1d: For these analyses, we request access to data generated for all individuals in UK Biobank. We request relevant environmental and lifestyle factors potentially associated with obesity traits (activity, diet, etc.) as well as in depth measures of adiposity (anthropometric measures, MRI data etc.), associated risk factors (lipids, HbA1c, etc.) and co-morbidities (prevalent and incident) inclusive of downstream adverse health outcomes (psychiatric conditions, osteoarthritis, T2D, hypertension, hyperlipidemia, liver steatosis, cardiovascular disease, subfertility traits, certain types of cancer). We also request genetic data for all individuals to evaluate association of genetic variants with obesity traits after accounting for lifestyle factors.
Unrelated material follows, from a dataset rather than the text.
//! Platform plumbing shared by the games.
//!
//! Only thin browser access lives here. Game loops, input bindings, and
//! rendering stay inside each game - there is no engine layer.

pub mod storage;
Project extension March 2018:
“Obesity is a heritable and heterogeneous condition that is defined as the accumulation of excess body fat to the extent that it results in long-term adverse health outcomes (psychiatric conditions, osteoarthritis, type 2 diabetes mellitus, hypertension, hyperlipidemia, liver steatosis, cardiovascular disease, subfertility traits and certain types of cancer, amongst others). In this proposal, we propose to dissect the environmental, lifestyle and genetic underpinnings as well as the relationships between an array of obesity traits and their comorbidities in UK Biobank through epidemiological investigations and genome-wide association analyses. We plan to use the UKBB MRI scans to measure adipose- and muscle-specific phenotypes.
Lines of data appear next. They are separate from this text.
#[cfg(test)]
mod tests {
    use super::*;

    #[test]
    fn test_circle_aabb_side_hit() {
        let min = Vec2::new(10.0, 10.0);
        let max = Vec2::new(50.0, 30.0);
        // Approaching the left face
        let hit = circle_aabb_collision(Vec2::new(7.0, 20.0), 5.0, min, max);
        let (normal, depth) = hit.expect("should overlap");
        assert!(normal.x < -0.99);
        assert!(depth > 0.0);
        // Clear miss
        assert!(circle_aabb_collision(Vec2::new(0.0, 0.0), 5.0, min, max).is_none());
    }

    #[test]
    fn test_reflect_velocity() {
        let v = reflect_velocity(Vec2::new(100.0, 0.0), Vec2::NEG_X);
        assert!((v.x + 100.0).abs() < 0.001);
        assert!(v.y.abs() < 0.001);
    }

    #[test]
    fn test_serve_ball_rides_paddle() {
        let mut sim = BreakoutSim::new(1);
        assert_eq!(sim.phase, GamePhase::Serve);
        let input = TickInput {
            move_dir: 1.0,
            ..Default::default()
        };
        for _ in 0..30 {
            sim.tick(&input, SIM_DT);
        }
        assert!(sim.ball_attached);
        assert!((sim.ball_pos.x - sim.paddle_x).abs() < 0.001);
    }

    #[test]
    fn test_launch_enters_playing_upward() {
        let mut sim = BreakoutSim::new(2);
        let input = TickInput {
            launch: true,
            ..Default::default()
        };
        sim.tick(&input, SIM_DT);
        assert_eq!(sim.phase, GamePhase::Playing);
        assert!(!sim.ball_attached);
        assert!(sim.ball_vel.y < 0.0);
        let speed = sim.ball_vel.length();
        assert!((speed - BALL_START_SPEED).abs() < 1.0);
    }

    #[test]
    fn test_paddle_hit_angle_follows_offset() {
        let mut sim = BreakoutSim::new(3);
        sim.phase = GamePhase::Playing;
        sim.ball_attached = false;
        // Ball dropping onto the right half of the paddle
        sim.ball_pos = Vec2::new(sim.paddle_x + PADDLE_W / 4.0, PADDLE_Y - PADDLE_H);
        sim.ball_vel = Vec2::new(0.0, 200.0);
        sim.tick(&TickInput::default(), SIM_DT);
        assert!(sim.ball_vel.y < 0.0);
        assert!(sim.ball_vel.x > 0.0, "right-side hit deflects right");
    }

    #[test]
    fn test_brick_damage_and_removal() {
        let mut sim = BreakoutSim::new(4);
        sim.phase = GamePhase::Playing;
        sim.ball_attached = false;
        let brick = sim.bricks[0].clone();
        let count_before = sim.bricks.len();
        // Ball moving up into the brick's underside
        sim.ball_pos = Vec2::new(
            brick.pos.x + brick.size.x / 2.0,
            brick.pos.y + brick.size.y + BALL_RADIUS - 1.0,
        );
        sim.ball_vel = Vec2::new(0.0, -200.0);
        sim.tick(&TickInput::default(), SIM_DT);
        assert_eq!(sim.bricks.len(), count_before - 1);
        assert!(sim.score > 0);
        assert!(sim.ball_vel.y > 0.0, "reflected downward");
        assert!(sim.events.contains(&GameEvent::BrickBroken));
    }

    #[test]
    fn test_ball_lost_and_game_over() {
        let mut sim = BreakoutSim::new(5);
        sim.phase = GamePhase::Playing;
        sim.ball_attached = false;
        sim.lives = 1;
        sim.ball_pos = Vec2::new(ARENA_W / 2.0, ARENA_H + BALL_RADIUS + 10.0);
        sim.ball_vel = Vec2::new(0.0, 100.0);
        sim.tick(&TickInput::default(), SIM_DT);
        assert_eq!(sim.phase, GamePhase::GameOver);
        assert_eq!(sim.lives, 0);
    }

    #[test]
    fn test_wave_clear_regenerates_bricks() {
        let mut sim = BreakoutSim::new(6);
        sim.phase = GamePhase::Playing;
        sim.ball_attached = false;
        let last = sim.bricks[0].clone();
        sim.bricks.truncate(1);
        sim.ball_pos = Vec2::new(
            last.pos.x + last.size.x / 2.0,
            last.pos.y + last.size.y + BALL_RADIUS - 1.0,
        );
        sim.ball_vel = Vec2::new(0.0, -200.0);
        sim.tick(&TickInput::default(), SIM_DT);
        assert_eq!(sim.wave, 1);
        assert_eq!(sim.phase, GamePhase::Serve);
        assert_eq!(sim.bricks.len(), BRICK_COLS * BRICK_ROWS);
        assert!(sim.events.contains(&GameEvent::WaveCleared));
    }

    #[test]
    fn test_pause_toggle() {
        let mut sim = BreakoutSim::new(7);
        let pause = TickInput {
            pause: true,
            ..Default::default()
        };
        sim.tick(&pause, SIM_DT);
        assert_eq!(sim.phase, GamePhase::Paused);
        sim.tick(&pause, SIM_DT);
        assert_eq!(sim.phase, GamePhase::Serve);
    }
}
Reason: We plan to use the UKBB MRI scans to measure adipose- and muscle-specific phenotypes. A means of MRI quality control needs to be established. We will then generate a training dataset of MRI scans. Several deep learning approaches have been successful when applied to the task of classifying medical imaging data, exceeding gold standards such as trained radiologists (e.g. convolutional neural networks to diagnose skin cancer (Esteva et al., 2017) and U-nets (Çiçek et al., 2016) to fully segment MRI images into volumetric components). These methods would allow us to extract particular phenotypic information (e.g., amount of visceral fat, gluteal fat, etc) from MRI scans. The majority of algorithms that do such phenotyping are implemented by companies, making the algorithms intellectual property. Such a phenotyping approach would therefore be a tremendous resource not only for our efforts, but for the scientific community. To verify if biological signatures are homogeneous or heterogeneous across the phenotypes extracted, we will use several analytic approaches, including genome-wide association studies of MRI phenotypes, LD Score Regression across these GWAS to identify overlapping genetic signatures and build predictive models based on genetic risk score for a diverse set of fat depots throughout the body.”